Stored data entries
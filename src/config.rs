//! Runtime configuration.

use std::net::SocketAddr;
use std::path::PathBuf;
use std::time::Duration;

use secrecy::SecretString;

use crate::constants;
use crate::error::ConfigError;

/// Settings for the Gemini client.
#[derive(Debug, Clone)]
pub struct LlmConfig {
    pub api_key: SecretString,
    pub model: String,
    pub api_base: String,
    /// Per-request timeout enforced by the HTTP client.
    pub request_timeout: Duration,
}

impl LlmConfig {
    /// A missing or blank key is a configuration error that blocks the page.
    pub fn new(
        api_key: Option<String>,
        model: String,
        api_base: String,
        request_timeout: Duration,
    ) -> Result<Self, ConfigError> {
        let api_key = api_key
            .filter(|key| !key.trim().is_empty())
            .ok_or(ConfigError::MissingApiKey)?;

        if request_timeout.is_zero() {
            return Err(ConfigError::InvalidValue {
                key: "request_timeout".to_string(),
                message: "must be greater than zero".to_string(),
            });
        }

        Ok(Self {
            api_key: SecretString::from(api_key),
            model,
            api_base,
            request_timeout,
        })
    }
}

/// Web server settings.
#[derive(Debug, Clone)]
pub struct ServerConfig {
    pub addr: SocketAddr,
    pub templates_dir: PathBuf,
    pub static_dir: PathBuf,
    /// Sessions untouched for this long are dropped.
    pub session_ttl: Duration,
}

impl Default for ServerConfig {
    fn default() -> Self {
        Self {
            addr: SocketAddr::from(([127, 0, 0, 1], constants::DEFAULT_PORT)),
            templates_dir: PathBuf::from(constants::TEMPLATES_DIR.as_str()),
            static_dir: PathBuf::from(constants::STATIC_DIR.as_str()),
            session_ttl: Duration::from_secs(constants::DEFAULT_SESSION_TTL_SECS),
        }
    }
}
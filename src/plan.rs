//! Dietary and fitness plan records.

use serde::Serialize;

#[derive(Debug, Clone, Copy, PartialEq, Eq, Serialize)]
pub enum PlanKind {
    Dietary,
    Fitness,
}

/// One labeled plan: a fixed rationale, the generated body and fixed notes.
#[derive(Debug, Clone, PartialEq, Serialize)]
pub struct Plan {
    pub kind: PlanKind,
    pub title: &'static str,
    pub rationale_label: &'static str,
    pub rationale: &'static str,
    pub body_label: &'static str,
    pub body: String,
    pub notes_label: &'static str,
    /// Newline-separated; see [`Plan::note_items`].
    pub notes: &'static str,
}

const DIETARY_NOTES: &str = "
    - Hydration: Drink plenty of water throughout the day
    - Electrolytes: Monitor sodium, potassium, and magnesium levels
    - Fiber: Ensure adequate intake through vegetables and fruits
    - Listen to your body: Adjust portion sizes as needed
";

const FITNESS_NOTES: &str = "
    - Track your progress regularly
    - Allow proper rest between workouts
    - Focus on proper form
    - Stay consistent with your routine
";

impl Plan {
    pub fn dietary(meal_plan: String) -> Self {
        Self {
            kind: PlanKind::Dietary,
            title: "Your Personalized Dietary Plan",
            rationale_label: "Why this plan works",
            rationale: "High Protein, Healthy Fats, Moderate Carbohydrates, and Caloric Balance",
            body_label: "Meal Plan",
            body: meal_plan,
            notes_label: "Important Considerations",
            notes: DIETARY_NOTES,
        }
    }

    pub fn fitness(routine: String) -> Self {
        Self {
            kind: PlanKind::Fitness,
            title: "Your Personalized Fitness Plan",
            rationale_label: "Goals",
            rationale: "Build strength, improve endurance, and maintain overall fitness",
            body_label: "Exercise Routine",
            body: routine,
            notes_label: "Pro Tips",
            notes: FITNESS_NOTES,
        }
    }

    /// Notes split on newline, trimmed, blank lines dropped.
    pub fn note_items(&self) -> Vec<&str> {
        self.notes
            .split('\n')
            .map(str::trim)
            .filter(|line| !line.is_empty())
            .collect()
    }
}
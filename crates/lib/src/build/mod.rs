//! The per-target build step.
//!
//! Each target compiles into its own directory under the work dir, named
//! after the artifact it will become (`qri_linux_amd64/`). The directory is
//! owned by that target's job; whoever calls [`build_binary`] is responsible
//! for removing it, whether or not the build succeeded.

mod compiler;

use std::path::{Path, PathBuf};

use thiserror::Error;
use tracing::{info, warn};

use crate::exec::CommandError;
use crate::platform::{BuildTarget, PlatformError};
use crate::util::fs::{self, FsError};

pub use compiler::{Compiler, GoCompiler};

#[derive(Debug, Error)]
pub enum BuildError {
  #[error(transparent)]
  Fs(#[from] FsError),

  #[error("compile failed: {0}")]
  Command(#[from] CommandError),

  #[error(transparent)]
  Platform(#[from] PlatformError),

  #[error("compiler reported success but produced no binary at {}", path.display())]
  MissingOutput { path: PathBuf },
}

/// Where per-target build directories live and what the binary is called.
#[derive(Debug, Clone)]
pub struct BuildLayout {
  pub work_dir: PathBuf,
  pub bin_name: String,
}

impl BuildLayout {
  pub fn new(work_dir: impl Into<PathBuf>, bin_name: impl Into<String>) -> Self {
    Self {
      work_dir: work_dir.into(),
      bin_name: bin_name.into(),
    }
  }

  /// `<work_dir>/<bin>_<platform>_<arch>`
  pub fn build_dir(&self, target: &BuildTarget) -> PathBuf {
    self.work_dir.join(target.artifact_stem(&self.bin_name))
  }

  /// The binary inside [`BuildLayout::build_dir`].
  pub fn binary_path(&self, target: &BuildTarget) -> PathBuf {
    self.build_dir(target).join(target.binary_file_name(&self.bin_name))
  }
}

/// Compile one target into a fresh build directory and return that directory.
///
/// A directory left over from an earlier run is removed first. On failure the
/// (possibly half-populated) directory is left for the caller to clean up.
pub async fn build_binary<C: Compiler>(
  compiler: &C,
  target: &BuildTarget,
  layout: &BuildLayout,
) -> Result<PathBuf, BuildError> {
  let dir = layout.build_dir(target);

  if fs::exists(&dir).await? {
    warn!(target = %target, path = %dir.display(), "removing stale build directory");
    fs::remove_tree(&dir).await?;
  }
  fs::ensure_dir(&dir).await?;

  let binary = layout.binary_path(target);
  info!(target = %target, binary = %binary.display(), "building");
  compiler.compile(target, &binary).await?;

  if !fs::exists(&binary).await? {
    return Err(BuildError::MissingOutput { path: binary });
  }

  Ok(dir)
}

/// Build the primary binary for the host into `<source>/build/`.
///
/// Used by the desktop pipeline, which ships only a host binary. Returns the
/// path of the binary.
pub async fn build_host_binary<C: Compiler>(compiler: &C, source: &Path, bin_name: &str) -> Result<PathBuf, BuildError> {
  let target = BuildTarget::host()?;
  let build_dir = source.join("build");
  fs::ensure_dir(&build_dir).await?;

  let binary = build_dir.join(target.binary_file_name(bin_name));
  info!(target = %target, binary = %binary.display(), "building host binary");
  compiler.compile(&target, &binary).await?;

  if !fs::exists(&binary).await? {
    return Err(BuildError::MissingOutput { path: binary });
  }

  Ok(binary)
}
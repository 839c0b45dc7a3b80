//! Readme templates shipped inside release archives.
//!
//! A template directory is loaded as a set, keyed by file name, and a single
//! template is looked up from it per archive.
//!
//! # Syntax
//!
//! - `{{.Name}}` (inner whitespace allowed: `{{ .Name }}`) - replaced by the
//!   value of `Name` from the render context
//! - `{{{{` - a literal `{{`
//!
//! Everything else, including a lone `{` or `}}`, passes through unchanged.
//!
//! # Example
//!
//! ```
//! use std::collections::BTreeMap;
//! use qri_build_lib::template::Template;
//!
//! let tmpl = Template::parse("readme", "qri for {{.Platform}}/{{ .Arch }}").unwrap();
//! let vars = BTreeMap::from([
//!     ("Platform".to_string(), "linux".to_string()),
//!     ("Arch".to_string(), "amd64".to_string()),
//! ]);
//! assert_eq!(tmpl.render(&vars).unwrap(), "qri for linux/amd64");
//! ```

use std::collections::BTreeMap;
use std::path::{Path, PathBuf};

use thiserror::Error;
use tracing::debug;
use walkdir::WalkDir;

/// A segment of parsed template text.
#[derive(Debug, Clone, PartialEq, Eq)]
pub enum Segment {
  Literal(String),
  Variable(String),
}

/// Problems in the template text itself.
#[derive(Debug, Clone, PartialEq, Eq, Error)]
pub enum SyntaxError {
  #[error("unclosed placeholder at position {0}")]
  Unclosed(usize),

  #[error("malformed placeholder: {{{{{0}}}}}")]
  Malformed(String),
}

#[derive(Debug, Error)]
pub enum TemplateError {
  #[error("failed to read template directory {}: {source}", path.display())]
  ReadDir { path: PathBuf, source: walkdir::Error },

  #[error("failed to read template {}: {source}", path.display())]
  ReadFile { path: PathBuf, source: std::io::Error },

  #[error("failed to parse template {name}: {source}")]
  Parse { name: String, source: SyntaxError },

  #[error("template not found: {name}")]
  NotFound { name: String },

  #[error("template {template} references unknown variable '{variable}'")]
  UnknownVariable { template: String, variable: String },
}

/// Parse template text into segments.
pub fn parse(input: &str) -> Result<Vec<Segment>, SyntaxError> {
  let mut segments = Vec::new();
  let mut literal = String::new();
  let mut rest = input;
  let mut offset = 0;

  while let Some(start) = rest.find("{{") {
    literal.push_str(&rest[..start]);
    let after_open = &rest[start + 2..];

    if let Some(escaped) = after_open.strip_prefix("{{") {
      literal.push_str("{{");
      offset += start + 4;
      rest = escaped;
      continue;
    }

    let close = after_open.find("}}").ok_or(SyntaxError::Unclosed(offset + start))?;
    let content = &after_open[..close];

    if !literal.is_empty() {
      segments.push(Segment::Literal(std::mem::take(&mut literal)));
    }
    segments.push(Segment::Variable(parse_variable(content)?));

    let consumed = start + 2 + close + 2;
    offset += consumed;
    rest = &rest[consumed..];
  }

  literal.push_str(rest);
  if !literal.is_empty() {
    segments.push(Segment::Literal(literal));
  }

  Ok(segments)
}

/// Parse the content between `{{` and `}}`; only `.Ident` is accepted.
fn parse_variable(content: &str) -> Result<String, SyntaxError> {
  let name = content
    .trim()
    .strip_prefix('.')
    .ok_or_else(|| SyntaxError::Malformed(content.to_string()))?;

  let valid = name.chars().next().is_some_and(|c| c.is_ascii_alphabetic() || c == '_')
    && name.chars().all(|c| c.is_ascii_alphanumeric() || c == '_');
  if !valid {
    return Err(SyntaxError::Malformed(content.to_string()));
  }

  Ok(name.to_string())
}

/// A parsed, named template.
#[derive(Debug, Clone, PartialEq, Eq)]
pub struct Template {
  name: String,
  segments: Vec<Segment>,
}

impl Template {
  pub fn parse(name: impl Into<String>, source: &str) -> Result<Self, SyntaxError> {
    Ok(Self {
      name: name.into(),
      segments: parse(source)?,
    })
  }

  /// Render with `vars`. Every referenced variable must be present.
  pub fn render(&self, vars: &BTreeMap<String, String>) -> Result<String, TemplateError> {
    let mut out = String::new();
    for segment in &self.segments {
      match segment {
        Segment::Literal(text) => out.push_str(text),
        Segment::Variable(name) => {
          let value = vars.get(name).ok_or_else(|| TemplateError::UnknownVariable {
            template: self.name.clone(),
            variable: name.clone(),
          })?;
          out.push_str(value);
        }
      }
    }
    Ok(out)
  }
}

/// Every template found directly inside one directory.
#[derive(Debug, Clone, Default)]
pub struct TemplateSet {
  templates: BTreeMap<String, Template>,
}

impl TemplateSet {
  /// Load and parse every regular file directly inside `dir`.
  ///
  /// A file that fails to parse fails the whole load, even if it isn't the
  /// template that will be looked up later.
  pub fn load(dir: &Path) -> Result<Self, TemplateError> {
    let mut templates = BTreeMap::new();

    let walker = WalkDir::new(dir)
      .min_depth(1)
      .max_depth(1)
      .follow_links(true)
      .sort_by_file_name();

    for entry in walker {
      let entry = entry.map_err(|source| TemplateError::ReadDir {
        path: dir.to_path_buf(),
        source,
      })?;
      if !entry.file_type().is_file() {
        continue;
      }

      let path = entry.path();
      let name = entry.file_name().to_string_lossy().into_owned();
      let source = std::fs::read_to_string(path).map_err(|source| TemplateError::ReadFile {
        path: path.to_path_buf(),
        source,
      })?;
      let template = Template::parse(&name, &source).map_err(|source| TemplateError::Parse {
        name: name.clone(),
        source,
      })?;

      debug!(template = %name, "loaded template");
      templates.insert(name, template);
    }

    Ok(Self { templates })
  }

  pub fn get(&self, name: &str) -> Result<&Template, TemplateError> {
    self.templates.get(name).ok_or_else(|| TemplateError::NotFound {
      name: name.to_string(),
    })
  }
}
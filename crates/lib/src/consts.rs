//! Names and defaults shared across the build pipeline.

/// Name of the primary binary and the prefix of every artifact derived from it.
pub const BIN_NAME: &str = "qri";

/// Readme template looked up in the templates directory for each archive.
pub const README_TEMPLATE: &str = "qri_readme.md";

/// Name the rendered readme gets inside an archive.
pub const README_ENTRY: &str = "readme.md";

/// Oldest Go toolchain the primary binary can be built with.
pub const MIN_GO_VERSION: semver::Version = semver::Version::new(1, 12, 0);

/// Branch both source trees must have checked out before a desktop release.
pub const RELEASE_BRANCH: &str = "master";

/// Source file (relative to the primary repo) holding the version constant.
pub const VERSION_SOURCE: &str = "version/version.go";

/// Marker that identifies a line in `VERSION_SOURCE` carrying the version.
pub const VERSION_MARKER: &str = "const String";

/// File name of the rendered homebrew formula inside the tap.
pub const FORMULA_FILE: &str = "qri.rb";

/// Tap location relative to `$GOPATH` when none is given.
pub const DEFAULT_TAP: &str = "src/github.com/qri-io/homebrew-qri";

/// Installer extensions electron-builder produces across platforms.
pub const INSTALLER_SUFFIXES: &[&str] = &[".dmg", ".exe", ".AppImage", ".deb"];

/// Webpack configs of the desktop app's two bundles and the webapp.
pub const WEBPACK_MAIN_CONFIG: &str = "webpack.config.main.prod.js";
pub const WEBPACK_RENDERER_CONFIG: &str = "webpack.config.renderer.prod.js";
pub const WEBPACK_WEBAPP_CONFIG: &str = "webpack.config.webapp.prod.js";

/// Heap size the large renderer and webapp bundles need.
pub const NODE_OPTIONS: &str = "--max_old_space_size=10000";

pub const ENV_PLATFORM: &str = "QRI_BUILD_PLATFORM";
pub const ENV_ARCH: &str = "QRI_BUILD_ARCH";
pub const ENV_QRI: &str = "QRI_BUILD_QRI";
pub const ENV_TEMPLATES: &str = "QRI_BUILD_TEMPLATES";
pub const ENV_OUTPUT: &str = "QRI_BUILD_OUTPUT";
pub const ENV_JOBS: &str = "QRI_BUILD_JOBS";
pub const ENV_FRONTEND: &str = "QRI_BUILD_FRONTEND";
pub const ENV_DESKTOP: &str = "QRI_BUILD_DESKTOP";
pub const ENV_API_URL: &str = "QRI_BUILD_API_URL";
pub const ENV_ZIP: &str = "QRI_BUILD_ZIP";
pub const ENV_HOMEBREW_TAP: &str = "QRI_BUILD_HOMEBREW_TAP";
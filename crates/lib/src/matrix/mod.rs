//! Concurrent build + package over a platform x architecture matrix.
//!
//! Every target becomes an independent job: build, package, then remove the
//! build directory no matter how the first two steps went. Jobs run
//! concurrently up to a parallelism cap. One target failing never cancels or
//! affects its siblings; each job's outcome is reported back individually so
//! the caller decides whether a partial release is acceptable.

mod types;

use std::collections::HashMap;
use std::path::PathBuf;
use std::sync::Arc;

use tokio::sync::Semaphore;
use tokio::task::JoinSet;
use tracing::{debug, error, info, warn};

use crate::archive;
use crate::build::{self, Compiler};
use crate::platform::{BuildMatrix, BuildTarget};
use crate::util::fs;

pub use types::{JobError, MatrixOptions, MatrixResult, TargetOutcome};

/// Build and package every target of `matrix`.
///
/// Returns once all jobs have finished. Outcomes are in matrix order.
pub async fn build_all<C: Compiler>(compiler: Arc<C>, matrix: &BuildMatrix, options: &MatrixOptions) -> MatrixResult {
  let targets = matrix.targets();
  info!(
    targets = targets.len(),
    parallelism = options.parallelism,
    "starting matrix build"
  );

  let semaphore = Arc::new(Semaphore::new(options.parallelism.max(1)));
  let options = Arc::new(options.clone());
  let mut join_set = JoinSet::new();
  let mut pending = HashMap::new();

  for (index, target) in targets.iter().enumerate() {
    let compiler = compiler.clone();
    let options = options.clone();
    let semaphore = semaphore.clone();
    let job_target = target.clone();

    let handle = join_set.spawn(async move {
      // The semaphore is never closed, so this only waits for a free slot.
      let _permit = semaphore.acquire().await;
      debug!(target = %job_target, "job started");
      run_job(compiler.as_ref(), &job_target, &options).await
    });
    pending.insert(handle.id(), (index, target.clone()));
  }

  let mut slots: Vec<Option<TargetOutcome>> = (0..targets.len()).map(|_| None).collect();

  while let Some(joined) = join_set.join_next_with_id().await {
    let (id, result, aborted) = match joined {
      Ok((id, result)) => (id, result, false),
      Err(e) => (e.id(), Err(JobError::Panicked(e.to_string())), true),
    };

    let Some((index, target)) = pending.remove(&id) else {
      warn!(task = %id, "finished job has no matching target");
      continue;
    };

    // an aborted job never reached its own cleanup
    if aborted {
      let build_dir = options.layout.build_dir(&target);
      if let Err(e) = fs::remove_tree(&build_dir).await {
        warn!(target = %target, error = %e, "failed to remove build directory of aborted job");
      }
    }

    match &result {
      Ok(archive) => info!(target = %target, archive = %archive.display(), "built zip"),
      Err(e) => error!(target = %target, error = %e, "target failed"),
    }
    slots[index] = Some(TargetOutcome { target, result });
  }

  let result = MatrixResult {
    outcomes: slots.into_iter().flatten().collect(),
  };

  info!(
    succeeded = result.succeeded().count(),
    failed = result.failed().count(),
    "matrix build complete"
  );

  result
}

/// One target: build, package, and always clean up the build directory.
async fn run_job<C: Compiler>(compiler: &C, target: &BuildTarget, options: &MatrixOptions) -> Result<PathBuf, JobError> {
  let build_dir = options.layout.build_dir(target);
  let packaged = build_and_package(compiler, target, options).await;
  let cleanup = fs::remove_tree(&build_dir).await;

  match (packaged, cleanup) {
    (Ok(archive), Ok(())) => Ok(archive),
    (Ok(_), Err(e)) => Err(JobError::Cleanup(e)),
    (Err(e), Err(cleanup_err)) => {
      warn!(target = %target, error = %cleanup_err, "cleanup after failure also failed");
      Err(e)
    }
    (Err(e), Ok(())) => Err(e),
  }
}

async fn build_and_package<C: Compiler>(
  compiler: &C,
  target: &BuildTarget,
  options: &MatrixOptions,
) -> Result<PathBuf, JobError> {
  let build_dir = build::build_binary(compiler, target, &options.layout).await?;
  fs::ensure_dir(&options.archive.output_dir)
    .await
    .map_err(JobError::Output)?;

  let archive_options = options.archive.clone();
  let target = target.clone();
  let archive = tokio::task::spawn_blocking(move || archive::package(&build_dir, &target, &archive_options))
    .await
    .map_err(|e| JobError::Panicked(e.to_string()))??;

  Ok(archive)
}
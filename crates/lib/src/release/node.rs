//! Node tooling shared by the desktop and webapp pipelines.

use std::path::{Path, PathBuf};

use super::ReleaseError;
use crate::consts::NODE_OPTIONS;
use crate::exec::CommandSpec;

/// `<project>/node_modules/.bin`, where a project's locally installed tools live.
pub fn local_bin_dir(project: &Path) -> PathBuf {
  project.join("node_modules").join(".bin")
}

/// `PATH` with the project's local tool directory in front of `inherited`.
pub fn search_path(project: &Path, inherited: Option<&std::ffi::OsStr>) -> Result<String, ReleaseError> {
  let bin = local_bin_dir(project);
  let mut entries = vec![bin.clone()];
  if let Some(inherited) = inherited {
    entries.extend(std::env::split_paths(inherited));
  }

  let joined = std::env::join_paths(entries).map_err(|e| ReleaseError::SearchPath {
    entry: bin.clone(),
    reason: e.to_string(),
  })?;
  joined.into_string().map_err(|_| ReleaseError::SearchPath {
    entry: bin,
    reason: "PATH is not valid unicode".to_string(),
  })
}

/// A production webpack build of `config` run from `project`.
///
/// `large_heap` raises node's heap limit, which the renderer and webapp
/// bundles need.
pub fn webpack(project: &Path, config: &str, large_heap: bool) -> Result<CommandSpec, ReleaseError> {
  let path = search_path(project, std::env::var_os("PATH").as_deref())?;
  let command = CommandSpec::new("node")
    .args(["--trace-warnings", "--require", "@babel/register"])
    .arg(Path::new("node_modules").join("webpack").join("bin").join("webpack"))
    .args(["--config", config, "--colors"])
    .current_dir(project)
    .env("PATH", path)
    .env("NODE_ENV", "production");

  Ok(if large_heap {
    command.env("NODE_OPTIONS", NODE_OPTIONS)
  } else {
    command
  })
}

**Problem to work on:** Nothing but an exact copy of the lines from the start of the entries through the line containing "the HTTP client." belongs in the response.

**Reply:**
filename src/config.rs
//! Runtime configuration.

use std::net::SocketAddr;
use std::path::PathBuf;
use std::time::Duration;

use secrecy::SecretString;

use crate::constants;
use crate::error::ConfigError;

/// Settings for the Gemini client.
#[derive(Debug, Clone)]
pub struct LlmConfig {
    pub api_key: SecretString,
    pub model: String,
    pub api_base: String,
    /// Per-request timeout enforced by the HTTP client.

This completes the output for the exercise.